Funkadelic - Maggot Brain
Re-Play
Re-Play

Funkadelic

Maggot Brain

93%

About This Review

Re-Play reviews look back at landmark albums — how they were received at the time of release, the influence they've had on music in the years since, and where they stand today.

At Release

The story attached to the opening track of Maggot Brain has been told often enough that it has acquired the quality of myth, which does not make it less true: George Clinton told Eddie Hazel to play as though he had just been told his mother was dead, and then — as Hazel was playing — told him she was alive after all. What Hazel produced in that single performance, recorded in one take and lasting just under ten minutes, is the most emotionally comprehensive piece of electric guitar playing ever committed to a rock album. Clinton's decision to bring the mix down to almost nothing beneath it — stripping away everything except a faint synthesizer drone — turned a remarkable performance into an overwhelming experience. Maggot Brain's opening moments announce an album that will not be asking your permission.

Westbound Records released the album in July 1971, and the music press largely did not know what to do with it. Funkadelic occupied an awkward position in the cultural landscape of 1971: too psychedelic and too rock for the R&B audience, too funky and too Black for the rock press, too musically radical for the pop market. The band existed in a space that the music industry's categorical structures had not prepared for, which meant that the records circulated primarily through live performance reputation and word of mouth rather than through conventional promotional channels. The title track was not played on the radio. The album did not chart significantly. None of this was surprising, and none of it ultimately mattered.

The rest of the album after 'Maggot Brain' does not attempt to sustain the title track's emotional register — it would be impossible and probably inadvisable to try. What follows is a set of songs that range from the psychedelic funk of 'Can You Get to That' to the extended proto-metal workout of 'Super Stupid,' which sounds in 1971 like a band that has listened to Black Sabbath's debut and decided to double its tempo and half its solemnity. The sequencing places the listener in a condition of productive disorientation: having been taken apart by the opening track, you are reassembled in stages, each song operating from a different set of premises about what Funkadelic is and what it wants from you.

Maggot Brain demonstrated that Hendrix and James Brown occupied the same territory approached from different directions, and that the vast space between them was available for habitation — a discovery that Prince would spend his career elaborating.

The Influence

Maggot Brain's influence divides along the fault line of its own internal contradictions. The title track alone has been claimed as a foundational text by the electric blues tradition, by psychedelic rock, by metal, by soul, and by every musician who has ever confronted the question of how much emotional weight a solo instrument can be asked to carry. Tom Morello has cited Hazel as a primary influence. The Edge has spoken about the title track's approach to sustain and space. An entire generation of alternative rock guitarists who came of age in the 1990s — from Liz Phair to Kim Thayil — identified Hazel's playing as the standard against which emotional directness in electric guitar should be measured.

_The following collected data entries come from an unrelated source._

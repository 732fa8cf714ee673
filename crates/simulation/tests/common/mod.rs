//! Shared helpers for simulation scenarios.
#![allow(dead_code)]

use concord_simulation::{NetworkConfig, SimulationRunner};
use concord_types::{KeyPair, Transaction, TransactionData};
use std::time::Duration;

/// A fully connected network of `n` equal-power validators, started.
pub fn network_of(n: u32, seed: u64) -> SimulationRunner {
    let mut runner = SimulationRunner::new(
        NetworkConfig {
            num_validators: n,
            latency: Duration::from_millis(10),
            jitter_fraction: 0.1,
            loss_probability: 0.0,
        },
        seed,
    );
    let nodes: Vec<u32> = (0..n).collect();
    runner.connect_all(&nodes);
    runner.start_nodes();
    runner
}

/// A signed transaction with a deterministic payload.
pub fn make_tx(seed: u8, nonce: u64) -> Transaction {
    let key = KeyPair::from_seed(&[seed; 32]);
    Transaction::sign(
        TransactionData {
            nonce,
            payload: format!("payload-{seed}-{nonce}").into_bytes(),
            signer: key.public_key(),
        },
        &key,
    )
}

/// Run in steps until `predicate` holds or the deadline passes.
pub fn run_until_or(
    runner: &mut SimulationRunner,
    deadline: Duration,
    mut predicate: impl FnMut(&SimulationRunner) -> bool,
) -> bool {
    while runner.now() < deadline {
        if predicate(runner) {
            return true;
        }
        let next = runner.now() + Duration::from_millis(500);
        runner.run_until(next);
    }
    predicate(runner)
}

/// Assert two nodes agree on every height both have committed.
pub fn assert_chains_agree(runner: &SimulationRunner, a: u32, b: u32) {
    let shared = runner.height(a).min(runner.height(b));
    for height in 1..=shared {
        let block_a = runner.store(a).block_of(height).unwrap();
        let block_b = runner.store(b).block_of(height).unwrap();
        assert_eq!(
            block_a.hash(),
            block_b.hash(),
            "nodes {a} and {b} disagree at height {height}"
        );
    }
}
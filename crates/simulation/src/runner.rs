//! Deterministic simulation runner.
//!
//! Each node has its own in-memory store and dapp. When a node emits
//! delegated work (signature checks, dapp calls, store writes), the runner
//! performs it inline, so a whole network runs single-threaded on a
//! virtual clock. Wire messages are encoded and decoded through the real
//! codec on every hop.

use crate::dapp::HashChainDapp;
use crate::event_queue::EventKey;
use crate::network::{NetworkConfig, SimulatedNetwork};
use concord_core::{
    Action, Dapp, DappError, Event, NodeConfig, NodeError, StateMachine, TimerId, TxVerdict,
};
use concord_engine::RecoveredVotes;
use concord_messages::{decode_message, encode_message, PeerMessage};
use concord_node::{event_for_message, NodeStateMachine, Responder};
use concord_store::{BlockStore, MemoryStore, StoreError};
use concord_types::{
    Block, Commit, GenesisConfig, Hash, KeyPair, PeerId, Transaction, ValidatorEntry,
};
use rand::SeedableRng;
use rand_chacha::ChaCha8Rng;
use std::collections::{BTreeMap, HashMap};
use std::sync::Arc;
use std::time::Duration;
use tracing::{debug, info, trace, warn};

/// Index of a simulated node; doubles as its `PeerId`.
pub type NodeIndex = u32;

/// What travels through the global queue.
#[derive(Debug)]
enum QueuedItem {
    /// An event for the destination node.
    Event(Event),
    /// An encoded wire frame from another node.
    Frame { from: NodeIndex, bytes: Vec<u8> },
}

/// Deterministic simulation runner.
///
/// Processes items in `(time, priority, sequence)` order and executes
/// actions inline. Given the same seed, every run produces identical
/// results.
pub struct SimulationRunner {
    nodes: Vec<NodeStateMachine>,
    stores: Vec<Arc<dyn BlockStore>>,
    dapps: Vec<HashChainDapp>,
    responders: Vec<Responder>,
    keys: Vec<KeyPair>,
    genesis: Block,

    network: SimulatedNetwork,
    rng: ChaCha8Rng,

    queue: BTreeMap<EventKey, QueuedItem>,
    sequence: u64,
    now: Duration,
    timers: HashMap<(NodeIndex, TimerId), EventKey>,

    committed: Vec<Vec<Arc<Block>>>,
    errors: Vec<Vec<NodeError>>,
}
//! Block executor.
//!
//! Drives the deterministic advance of application state across committed
//! blocks. The executor state machine owns the *execution frontier* — the
//! height up to which the dapp has observed every committed transaction —
//! and dispatches exactly one `Action::ExecuteBlock` at a time, in strict
//! height order. The runner performs the dapp calls and reports back with
//! `Event::BlockExecuted`, which doubles as the pool-eviction signal and
//! the consensus engine's gate for the next height.

mod state;

pub use state::ExecutorState;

The album's broader influence on what became known as P-Funk and subsequently on all funk-derived popular music is structural rather than stylistic. Maggot Brain demonstrated that the funk tradition could accommodate the most extreme psychedelic rock ambitions without diluting either — that Hendrix and James Brown occupied the same territory, approached from different directions, and that the space between them was available for habitation. Prince's entire career is in some sense an elaboration of this demonstration. D'Angelo's guitar playing on Voodoo returns to Hazel's approach with explicit acknowledgment. The Red Hot Chili Peppers drew from the album's willingness to allow rock excess and funk precision to coexist in uneasy but productive tension.

Where It Stands Today

Maggot Brain has one of the most unusual critical trajectories in rock history: it was significantly underappreciated at the time of its release, moderately appreciated in the decade following, and has been growing in critical and popular stature every year since. The album now appears on virtually every significant greatest-records list, and the title track in particular has acquired a kind of sacred status among guitarists that borders on the devotional. When magazines and critics rank the greatest guitar performances in rock history, 'Maggot Brain' is invariably present, and invariably near the top.

What justifies this status, beyond the mythology, is the quality of the listening experience itself. The title track does not age because it is not playing to any period's conventions — it is playing to the human nervous system's response to sustained emotional intensity, which is not a period phenomenon. The rest of the album holds up with more variation: some tracks have dated in specific production details, while others — 'Wars of Armageddon' in particular, with its long, collapsing coda — sound as genuinely strange today as they did in 1971. As a complete statement, it is indispensable. As an opening track, it remains an act of creative violence that has never been surpassed.